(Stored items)
--- --- ---
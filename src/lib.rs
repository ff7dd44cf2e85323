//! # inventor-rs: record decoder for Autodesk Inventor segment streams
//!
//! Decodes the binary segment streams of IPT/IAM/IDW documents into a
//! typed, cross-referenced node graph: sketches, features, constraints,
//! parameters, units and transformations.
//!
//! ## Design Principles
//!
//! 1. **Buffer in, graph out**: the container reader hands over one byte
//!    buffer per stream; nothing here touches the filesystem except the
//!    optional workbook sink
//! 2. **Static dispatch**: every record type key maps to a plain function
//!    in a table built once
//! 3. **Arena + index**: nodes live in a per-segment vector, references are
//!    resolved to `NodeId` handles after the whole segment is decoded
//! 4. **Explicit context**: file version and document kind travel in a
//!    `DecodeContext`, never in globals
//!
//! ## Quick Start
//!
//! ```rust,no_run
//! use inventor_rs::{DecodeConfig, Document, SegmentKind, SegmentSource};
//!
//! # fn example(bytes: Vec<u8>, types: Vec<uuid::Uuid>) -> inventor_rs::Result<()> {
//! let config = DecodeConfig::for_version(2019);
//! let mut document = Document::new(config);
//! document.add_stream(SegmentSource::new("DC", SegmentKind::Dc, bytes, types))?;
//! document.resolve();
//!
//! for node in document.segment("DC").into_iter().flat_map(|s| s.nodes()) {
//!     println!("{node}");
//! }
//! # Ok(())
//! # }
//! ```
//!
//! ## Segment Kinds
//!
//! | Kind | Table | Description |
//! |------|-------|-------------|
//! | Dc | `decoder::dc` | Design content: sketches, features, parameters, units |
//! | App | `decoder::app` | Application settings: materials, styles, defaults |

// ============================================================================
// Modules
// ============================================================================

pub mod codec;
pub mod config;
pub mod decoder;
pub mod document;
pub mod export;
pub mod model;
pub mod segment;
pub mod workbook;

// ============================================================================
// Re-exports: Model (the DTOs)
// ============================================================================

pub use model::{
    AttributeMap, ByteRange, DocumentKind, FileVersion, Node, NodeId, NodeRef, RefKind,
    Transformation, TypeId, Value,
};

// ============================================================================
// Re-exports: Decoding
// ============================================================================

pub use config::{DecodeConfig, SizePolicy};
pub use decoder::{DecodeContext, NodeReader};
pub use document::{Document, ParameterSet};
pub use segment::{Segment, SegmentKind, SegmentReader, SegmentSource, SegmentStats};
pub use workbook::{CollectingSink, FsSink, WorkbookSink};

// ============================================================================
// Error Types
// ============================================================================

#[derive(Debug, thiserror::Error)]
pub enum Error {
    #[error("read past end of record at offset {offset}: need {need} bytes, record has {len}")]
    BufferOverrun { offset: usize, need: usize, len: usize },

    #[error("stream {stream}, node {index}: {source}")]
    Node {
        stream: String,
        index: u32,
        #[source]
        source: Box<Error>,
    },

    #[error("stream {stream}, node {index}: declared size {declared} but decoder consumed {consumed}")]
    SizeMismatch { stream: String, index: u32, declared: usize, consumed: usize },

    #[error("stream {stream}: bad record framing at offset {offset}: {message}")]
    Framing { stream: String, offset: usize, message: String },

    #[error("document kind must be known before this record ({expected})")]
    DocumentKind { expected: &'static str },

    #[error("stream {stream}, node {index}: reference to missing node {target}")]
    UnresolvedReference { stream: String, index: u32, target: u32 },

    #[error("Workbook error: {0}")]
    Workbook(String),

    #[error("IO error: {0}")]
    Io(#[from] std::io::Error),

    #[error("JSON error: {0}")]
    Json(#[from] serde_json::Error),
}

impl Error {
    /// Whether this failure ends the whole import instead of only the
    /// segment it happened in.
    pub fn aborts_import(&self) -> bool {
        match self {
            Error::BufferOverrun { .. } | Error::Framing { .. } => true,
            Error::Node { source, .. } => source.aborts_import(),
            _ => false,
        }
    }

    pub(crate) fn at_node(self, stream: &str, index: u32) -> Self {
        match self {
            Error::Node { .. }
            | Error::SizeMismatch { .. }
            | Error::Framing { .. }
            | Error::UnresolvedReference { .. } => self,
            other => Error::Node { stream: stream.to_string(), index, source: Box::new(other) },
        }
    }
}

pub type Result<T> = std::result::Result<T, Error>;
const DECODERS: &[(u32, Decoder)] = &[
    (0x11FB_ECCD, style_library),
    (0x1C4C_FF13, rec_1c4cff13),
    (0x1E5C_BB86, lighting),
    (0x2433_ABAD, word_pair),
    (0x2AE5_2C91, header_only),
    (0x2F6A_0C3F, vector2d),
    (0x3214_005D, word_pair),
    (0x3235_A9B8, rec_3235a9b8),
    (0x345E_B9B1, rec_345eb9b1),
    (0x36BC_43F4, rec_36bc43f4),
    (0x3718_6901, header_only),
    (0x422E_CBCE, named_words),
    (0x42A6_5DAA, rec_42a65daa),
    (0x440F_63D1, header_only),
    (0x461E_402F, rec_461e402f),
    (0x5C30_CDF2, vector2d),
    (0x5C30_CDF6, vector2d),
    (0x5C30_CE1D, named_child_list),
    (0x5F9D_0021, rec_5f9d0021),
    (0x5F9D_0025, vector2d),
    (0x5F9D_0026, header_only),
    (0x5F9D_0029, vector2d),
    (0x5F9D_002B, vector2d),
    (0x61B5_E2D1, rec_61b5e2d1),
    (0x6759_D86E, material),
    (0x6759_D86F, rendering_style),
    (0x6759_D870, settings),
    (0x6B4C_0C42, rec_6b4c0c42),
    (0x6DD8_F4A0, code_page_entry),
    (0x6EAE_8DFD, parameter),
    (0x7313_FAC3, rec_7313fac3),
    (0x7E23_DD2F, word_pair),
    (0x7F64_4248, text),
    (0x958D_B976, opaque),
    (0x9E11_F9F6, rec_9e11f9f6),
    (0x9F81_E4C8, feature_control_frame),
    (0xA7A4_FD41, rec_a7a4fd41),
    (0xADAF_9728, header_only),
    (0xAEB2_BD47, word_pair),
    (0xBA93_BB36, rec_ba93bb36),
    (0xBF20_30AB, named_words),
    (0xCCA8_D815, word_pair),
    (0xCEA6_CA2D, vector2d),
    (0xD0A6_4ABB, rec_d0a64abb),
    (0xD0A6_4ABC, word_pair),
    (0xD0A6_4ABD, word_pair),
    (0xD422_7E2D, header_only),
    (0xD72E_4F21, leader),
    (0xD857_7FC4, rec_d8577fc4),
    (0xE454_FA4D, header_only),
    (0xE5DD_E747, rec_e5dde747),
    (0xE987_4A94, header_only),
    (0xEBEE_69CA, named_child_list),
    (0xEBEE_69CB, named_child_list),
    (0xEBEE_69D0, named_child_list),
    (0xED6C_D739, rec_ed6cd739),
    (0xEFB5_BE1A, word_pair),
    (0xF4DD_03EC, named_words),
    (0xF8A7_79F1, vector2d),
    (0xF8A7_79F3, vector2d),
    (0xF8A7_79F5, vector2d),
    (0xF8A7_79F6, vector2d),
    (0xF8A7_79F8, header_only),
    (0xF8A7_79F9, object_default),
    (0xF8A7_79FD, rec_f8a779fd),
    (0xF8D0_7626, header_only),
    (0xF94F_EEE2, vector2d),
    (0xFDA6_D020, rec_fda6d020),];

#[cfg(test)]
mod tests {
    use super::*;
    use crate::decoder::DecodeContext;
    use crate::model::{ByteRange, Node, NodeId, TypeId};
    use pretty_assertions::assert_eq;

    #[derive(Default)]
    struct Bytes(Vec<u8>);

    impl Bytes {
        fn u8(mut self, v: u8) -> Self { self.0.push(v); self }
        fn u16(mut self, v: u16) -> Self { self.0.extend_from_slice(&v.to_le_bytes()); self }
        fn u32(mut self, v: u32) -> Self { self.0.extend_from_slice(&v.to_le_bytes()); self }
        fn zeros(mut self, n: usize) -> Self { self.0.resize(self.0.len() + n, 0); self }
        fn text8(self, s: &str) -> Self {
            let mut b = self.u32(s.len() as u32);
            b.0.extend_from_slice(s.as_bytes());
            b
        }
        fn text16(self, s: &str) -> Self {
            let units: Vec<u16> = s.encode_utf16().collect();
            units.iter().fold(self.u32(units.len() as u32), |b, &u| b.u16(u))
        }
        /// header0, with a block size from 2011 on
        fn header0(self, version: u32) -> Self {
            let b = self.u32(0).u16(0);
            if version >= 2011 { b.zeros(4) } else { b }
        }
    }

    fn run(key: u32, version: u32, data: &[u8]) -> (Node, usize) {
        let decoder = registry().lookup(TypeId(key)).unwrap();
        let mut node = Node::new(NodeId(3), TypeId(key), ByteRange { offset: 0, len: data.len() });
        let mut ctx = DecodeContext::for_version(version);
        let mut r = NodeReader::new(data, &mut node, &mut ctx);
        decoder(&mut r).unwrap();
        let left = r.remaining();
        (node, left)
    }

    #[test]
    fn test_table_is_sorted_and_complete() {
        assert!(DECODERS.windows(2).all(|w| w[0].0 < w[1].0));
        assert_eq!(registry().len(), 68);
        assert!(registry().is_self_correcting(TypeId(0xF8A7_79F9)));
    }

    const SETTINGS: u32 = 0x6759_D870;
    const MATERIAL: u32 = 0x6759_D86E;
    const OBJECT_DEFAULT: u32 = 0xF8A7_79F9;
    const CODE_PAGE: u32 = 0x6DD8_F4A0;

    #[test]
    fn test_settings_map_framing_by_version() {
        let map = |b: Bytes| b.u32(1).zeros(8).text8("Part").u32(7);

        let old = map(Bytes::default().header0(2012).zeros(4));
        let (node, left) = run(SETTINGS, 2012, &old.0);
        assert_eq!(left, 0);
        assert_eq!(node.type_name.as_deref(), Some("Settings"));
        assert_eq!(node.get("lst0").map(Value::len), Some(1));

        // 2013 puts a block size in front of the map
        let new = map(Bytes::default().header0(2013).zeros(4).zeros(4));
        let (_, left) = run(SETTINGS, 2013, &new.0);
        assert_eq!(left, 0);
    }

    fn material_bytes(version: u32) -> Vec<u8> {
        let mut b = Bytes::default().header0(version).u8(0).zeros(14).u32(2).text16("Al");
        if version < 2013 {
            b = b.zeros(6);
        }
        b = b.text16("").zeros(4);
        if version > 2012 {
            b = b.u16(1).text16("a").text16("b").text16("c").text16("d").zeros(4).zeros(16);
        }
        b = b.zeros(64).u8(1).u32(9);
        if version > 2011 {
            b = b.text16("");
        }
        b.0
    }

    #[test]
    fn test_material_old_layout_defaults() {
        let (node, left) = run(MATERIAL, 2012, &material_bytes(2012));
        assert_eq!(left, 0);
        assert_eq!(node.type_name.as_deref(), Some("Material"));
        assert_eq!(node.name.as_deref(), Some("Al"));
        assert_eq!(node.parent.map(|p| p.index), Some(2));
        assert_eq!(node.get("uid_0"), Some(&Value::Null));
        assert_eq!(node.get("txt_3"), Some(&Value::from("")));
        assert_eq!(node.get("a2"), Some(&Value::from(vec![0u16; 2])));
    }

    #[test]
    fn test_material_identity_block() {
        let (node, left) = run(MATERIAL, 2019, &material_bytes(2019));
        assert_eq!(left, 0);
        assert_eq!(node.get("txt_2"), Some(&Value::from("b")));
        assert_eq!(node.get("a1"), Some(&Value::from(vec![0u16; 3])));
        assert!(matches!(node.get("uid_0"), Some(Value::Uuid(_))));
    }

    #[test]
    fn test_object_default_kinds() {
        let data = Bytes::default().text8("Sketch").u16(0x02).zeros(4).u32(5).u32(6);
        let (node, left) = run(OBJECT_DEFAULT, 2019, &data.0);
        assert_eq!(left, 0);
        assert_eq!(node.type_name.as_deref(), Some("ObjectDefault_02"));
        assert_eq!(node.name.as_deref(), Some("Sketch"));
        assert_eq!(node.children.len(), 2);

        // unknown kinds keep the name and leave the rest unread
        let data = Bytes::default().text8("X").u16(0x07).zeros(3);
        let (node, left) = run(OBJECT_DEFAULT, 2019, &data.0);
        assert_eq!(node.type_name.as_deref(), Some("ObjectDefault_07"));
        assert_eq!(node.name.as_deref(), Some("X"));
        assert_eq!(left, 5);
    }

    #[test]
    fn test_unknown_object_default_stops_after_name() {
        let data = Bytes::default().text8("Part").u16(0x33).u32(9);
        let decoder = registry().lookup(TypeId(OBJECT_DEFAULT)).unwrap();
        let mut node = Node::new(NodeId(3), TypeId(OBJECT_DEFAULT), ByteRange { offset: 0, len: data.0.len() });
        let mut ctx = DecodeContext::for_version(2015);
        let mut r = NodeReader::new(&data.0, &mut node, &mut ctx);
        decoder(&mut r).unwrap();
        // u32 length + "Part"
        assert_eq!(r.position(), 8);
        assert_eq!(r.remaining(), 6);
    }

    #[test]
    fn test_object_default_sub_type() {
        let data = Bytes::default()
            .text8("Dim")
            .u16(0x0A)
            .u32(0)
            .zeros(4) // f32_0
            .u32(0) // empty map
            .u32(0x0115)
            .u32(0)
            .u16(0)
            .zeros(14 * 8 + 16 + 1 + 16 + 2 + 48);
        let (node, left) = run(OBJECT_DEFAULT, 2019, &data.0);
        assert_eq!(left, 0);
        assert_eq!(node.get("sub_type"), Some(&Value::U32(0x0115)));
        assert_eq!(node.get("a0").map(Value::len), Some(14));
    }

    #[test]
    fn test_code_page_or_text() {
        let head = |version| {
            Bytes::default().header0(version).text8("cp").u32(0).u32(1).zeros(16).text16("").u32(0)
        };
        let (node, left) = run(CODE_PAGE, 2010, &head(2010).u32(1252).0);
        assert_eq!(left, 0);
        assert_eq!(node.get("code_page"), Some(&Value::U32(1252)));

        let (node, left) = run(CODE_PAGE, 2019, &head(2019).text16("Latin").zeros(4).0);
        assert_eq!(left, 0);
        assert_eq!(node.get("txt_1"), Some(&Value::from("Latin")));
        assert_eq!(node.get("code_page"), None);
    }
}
--- --- ---
- **What you are asked to do**: Find "Part" in the preceding records. Copy each line that holds it.

- **Reply to the exercise**:
        let map = |b: Bytes| b.u32(1).zeros(8).text8("Part").u32(7);
        let data = Bytes::default().text8("Part").u16(0x33).u32(9);
        // u32 length + "Part"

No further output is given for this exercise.